- Chadwick composed this symphony over the course of 1883-5.1
- The Boston SO premiered just the Scherzo from this symphony in March of 1884 (the whole work wasn’t finished yet). The audience liked it so much they demanded that it be repeated, immediately, and the orchestra actually did repeat it then and there (the first time the Boston SO had ever done so for any piece of music).2
- The Boston SO premiered the whole symphony on December 10, 1886, in a performance conducted by the composer.3
- Listen for: the Scherzo of this work features a pentatonic melody reminiscent of African-American spirituals.

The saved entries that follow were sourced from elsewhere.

use std::path::PathBuf;

use thiserror::Error;

/// Errors raised by metablock generation.
///
/// The first three variants are hard configuration errors: they are always
/// fatal and are raised before (or regardless of) any error-level policy.
/// `Validation` and `UnknownMetaKey` are only raised when the resolved
/// error level is `Error`.
#[derive(Debug, Error)]
pub enum MetablockError {
    #[error("unknown script manager: {name}")]
    UnknownScriptManager { name: String },

    #[error("override must be an object mapping meta keys to values")]
    InvalidOverride,

    #[error("unsupported metadata file format: {extension:?} ({path:?})")]
    UnsupportedFormat { path: PathBuf, extension: String },

    #[error("invalid meta value for {key}: {message}")]
    Validation { key: String, message: String },

    #[error("unknown meta key: {key}")]
    UnknownMetaKey { key: String },

    #[error("io error: {0}")]
    Io(#[from] std::io::Error),
}

pub type Result<T> = std::result::Result<T, MetablockError>;
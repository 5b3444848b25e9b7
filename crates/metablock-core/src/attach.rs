//! Attaching a rendered metablock to a build artifact.
//!
//! The block is prepended with a trailing newline; when the artifact has
//! a sourcemap, its `mappings` string gets one leading semicolon per
//! prepended line so generated line numbers stay aligned.

/// Prepend the rendered block to artifact code.
pub fn attach_block(block: &str, code: &str) -> String {
    format!("{block}\n{code}")
}

/// Number of lines [`attach_block`] prepends for the given block.
pub fn prepended_lines(block: &str) -> usize {
    block.lines().count()
}

/// Shift a sourcemap `mappings` string down by the block's line count.
pub fn offset_mappings(block: &str, mappings: &str) -> String {
    let mut shifted = ";".repeat(prepended_lines(block));
    shifted.push_str(mappings);
    shifted
}
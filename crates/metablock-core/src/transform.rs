//! The transform pipeline: merge, default-fill, sort, and run field
//! rules, producing the ordered entry list the renderer consumes.

use metablock_model::{
    Diagnostic, ErrorLevel, MetaEntry, MetaSource, MetaValue, MetablockError, OrderItem, Result,
};
use metablock_rules::lookup_rule;
use tracing::warn;

use crate::options::TransformOptions;

/// Required keys and their fill-in values, applied only when the key is
/// entirely absent from the merged source (presence, not truthiness).
fn default_meta() -> [(&'static str, MetaValue); 4] {
    [
        ("name", MetaValue::from("New Userscript")),
        ("description", MetaValue::from("This is a userscript")),
        ("namespace", MetaValue::from("npm/metablock")),
        // The grant rule turns a null into `none`.
        ("grant", MetaValue::Null),
    ]
}

/// The pipeline's output: ordered entries plus every diagnostic that was
/// reported (and not suppressed) along the way.
#[derive(Debug, Clone, Default)]
pub struct TransformResult {
    pub entries: Vec<MetaEntry>,
    pub diagnostics: Vec<Diagnostic>,
}

/// Run the whole pipeline on one metadata source.
///
/// # Errors
///
/// Under [`ErrorLevel::Error`], the first validation failure or unknown
/// key aborts the transform with a descriptive error. Lower levels never
/// fail.
pub fn transform(source: &MetaSource, options: &TransformOptions) -> Result<TransformResult> {
    let merged = merge_with_defaults(source, &options.override_map);
    let sorted = sort_by_order(merged, &options.order);

    let mut result = TransformResult::default();
    for (key, value) in &sorted {
        if !options.supported_keys.contains(&key.as_str()) {
            match options.error_level {
                ErrorLevel::Off => {}
                ErrorLevel::Warn => {
                    warn!(key = %key, "unknown meta key");
                    result.diagnostics.push(Diagnostic::new(
                        key.clone(),
                        format!("unknown meta key: {key}"),
                    ));
                }
                ErrorLevel::Error => {
                    return Err(MetablockError::UnknownMetaKey { key: key.clone() });
                }
            }
            continue;
        }

        let Some(kind) = lookup_rule(key) else {
            continue;
        };
        let output = kind.apply(key, value);
        match options.error_level {
            ErrorLevel::Off => {}
            ErrorLevel::Warn => {
                for diagnostic in &output.diagnostics {
                    warn!(key = %diagnostic.key, "{}", diagnostic.message);
                }
                result.diagnostics.extend(output.diagnostics);
            }
            ErrorLevel::Error => {
                if let Some(diagnostic) = output.diagnostics.into_iter().next() {
                    return Err(MetablockError::Validation {
                        key: diagnostic.key,
                        message: diagnostic.message,
                    });
                }
            }
        }
        result.entries.extend(output.entries);
    }
    Ok(result)
}

/// Shallow-merge the override onto the source (override wins per key),
/// then fill required defaults for keys that are entirely absent.
fn merge_with_defaults(source: &MetaSource, override_map: &MetaSource) -> MetaSource {
    let mut merged = source.clone();
    for (key, value) in override_map {
        merged.insert(key.clone(), value.clone());
    }
    for (key, value) in default_meta() {
        if !merged.contains_key(key) {
            merged.insert(key.to_string(), value);
        }
    }
    merged
}

/// Stable-sort the merged mapping by each key's position in the resolved
/// order. Keys without an explicit position rank at the rest marker,
/// keeping their source insertion order among themselves.
fn sort_by_order(merged: MetaSource, order: &[OrderItem]) -> Vec<(String, MetaValue)> {
    let rest_rank = order
        .iter()
        .position(|item| *item == OrderItem::Rest)
        .unwrap_or(order.len());
    let rank = |key: &str| {
        order
            .iter()
            .position(|item| item.as_field() == Some(key))
            .unwrap_or(rest_rank)
    };

    let mut pairs: Vec<(String, MetaValue)> = merged.into_iter().collect();
    pairs.sort_by_key(|(key, _)| rank(key));
    pairs
}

It predates, by nine years, the similar style in the Largo of Dvořák’s “New World” Symphony.4
Sources
- Steven Ledbetter and Victor Fell Yellin, “Chadwick, George Whitefield,” Grove Music Online (2001), accessed July 29, 2021, https://www.oxfordmusiconline.com/grovemusic/view/10.1093/gmo/9781561592630.001.0001/omo-9781561592630-e-0000005356.
- Ibid.
- “Symphony No. 2, Op. 21 (Chadwick, George Whitefield),” IMSLP, accessed July 29, 2021, https://imslp.org/wiki/Symphony_No.2%2C_Op.21_(Chadwick%2C_George_Whitefield).
- Ledbetter and Yellin, “Chadwick, George Whitefield,” Grove Music Online.